MATERIAL TO PROCESS
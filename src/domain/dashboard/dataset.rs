//! Dataset - the snapshot of recent appointments fetched for one refresh cycle.

use chrono::{DateTime, Utc};
use serde::Serialize;

use crate::domain::appointment::{Appointment, AppointmentId, AppointmentStatus};

/// One persisted appointment as read back from the store.
///
/// Categorical attributes stay as stored labels; `base_cost`, `copay` and
/// `timestamp` are optional because the store may not carry those columns.
#[derive(Debug, Clone, PartialEq, Serialize)]
pub struct AppointmentRow {
    pub appointment_id: AppointmentId,
    pub status: AppointmentStatus,
    pub department: String,
    pub urgency: String,
    pub city: String,
    pub payment_method: String,
    /// Total cost (base cost plus copay).
    pub cost: f64,
    pub base_cost: Option<f64>,
    pub copay: Option<f64>,
    pub timestamp: Option<DateTime<Utc>>,
}

impl From<&Appointment> for AppointmentRow {
    fn from(appointment: &Appointment) -> Self {
        Self {
            appointment_id: appointment.id().clone(),
            status: appointment.status(),
            department: appointment.department().to_string(),
            urgency: appointment.urgency().to_string(),
            city: appointment.city().to_string(),
            payment_method: appointment.payment_method().to_string(),
            cost: appointment.total_cost().as_f64(),
            base_cost: Some(appointment.base_cost().as_f64()),
            copay: Some(appointment.copay().as_f64()),
            timestamp: Some(appointment.created_at()),
        }
    }
}

/// Ordered rows, most recent arrival first, owned by a single refresh cycle.
#[derive(Debug, Clone, Default, PartialEq)]
pub struct Dataset {
    rows: Vec<AppointmentRow>,
}

impl Dataset {
    pub fn new(rows: Vec<AppointmentRow>) -> Self {
        Self { rows }
    }

    /// An empty snapshot (no data yet, or a failed query).
    pub fn empty() -> Self {
        Self::default()
    }

    pub fn rows(&self) -> &[AppointmentRow] {
        &self.rows
    }

    pub fn len(&self) -> usize {
        self.rows.len()
    }

    pub fn is_empty(&self) -> bool {
        self.rows.is_empty()
    }

    /// The first `n` rows, for the raw-data preview.
    pub fn preview(&self, n: usize) -> Vec<AppointmentRow> {
        self.rows.iter().take(n).cloned().collect()
    }

    /// True when at least one row carries a timestamp.
    pub fn has_timestamps(&self) -> bool {
        self.rows.iter().any(|row| row.timestamp.is_some())
    }
}

impl FromIterator<AppointmentRow> for Dataset {
    fn from_iter<I: IntoIterator<Item = AppointmentRow>>(iter: I) -> Self {
        Self::new(iter.into_iter().collect())
    }
}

TASK DESCRIPTION
An exact reproduction of all the records is needed.

SOLUTION FOR THIS EXERCISE
filename src/domain/dashboard/dataset.rs
//! Dataset - the snapshot of recent appointments fetched for one refresh cycle.

use chrono::{DateTime, Utc};
use serde::Serialize;

use crate::domain::appointment::{Appointment, AppointmentId, AppointmentStatus};

/// One persisted appointment as read back from the store.
///
/// Categorical attributes stay as stored labels; `base_cost`, `copay` and
/// `timestamp` are optional because the store may not carry those columns.
#[derive(Debug, Clone, PartialEq, Serialize)]
pub struct AppointmentRow {
    pub appointment_id: AppointmentId,
    pub status: AppointmentStatus,
    pub department: String,
    pub urgency: String,
    pub city: String,
    pub payment_method: String,
    /// Total cost (base cost plus copay).
    pub cost: f64,
    pub base_cost: Option<f64>,
    pub copay: Option<f64>,
    pub timestamp: Option<DateTime<Utc>>,
}

impl From<&Appointment> for AppointmentRow {
    fn from(appointment: &Appointment) -> Self {
        Self {
            appointment_id: appointment.id().clone(),
            status: appointment.status(),
            department: appointment.department().to_string(),
            urgency: appointment.urgency().to_string(),
            city: appointment.city().to_string(),
            payment_method: appointment.payment_method().to_string(),
            cost: appointment.total_cost().as_f64(),
            base_cost: Some(appointment.base_cost().as_f64()),
            copay: Some(appointment.copay().as_f64()),
            timestamp: Some(appointment.created_at()),
        }
    }
}

/// Ordered rows, most recent arrival first, owned by a single refresh cycle.
#[derive(Debug, Clone, Default, PartialEq)]
pub struct Dataset {
    rows: Vec<AppointmentRow>,
}

impl Dataset {
    pub fn new(rows: Vec<AppointmentRow>) -> Self {
        Self { rows }
    }

    /// An empty snapshot (no data yet, or a failed query).
    pub fn empty() -> Self {
        Self::default()
    }

    pub fn rows(&self) -> &[AppointmentRow] {
        &self.rows
    }

    pub fn len(&self) -> usize {
        self.rows.len()
    }

    pub fn is_empty(&self) -> bool {
        self.rows.is_empty()
    }

    /// The first `n` rows, for the raw-data preview.
    pub fn preview(&self, n: usize) -> Vec<AppointmentRow> {
        self.rows.iter().take(n).cloned().collect()
    }

    /// True when at least one row carries a timestamp.
    pub fn has_timestamps(&self) -> bool {
        self.rows.iter().any(|row| row.timestamp.is_some())
    }
}

impl FromIterator<AppointmentRow> for Dataset {
    fn from_iter<I: IntoIterator<Item = AppointmentRow>>(iter: I) -> Self {
        Self::new(iter.into_iter().collect())
    }
}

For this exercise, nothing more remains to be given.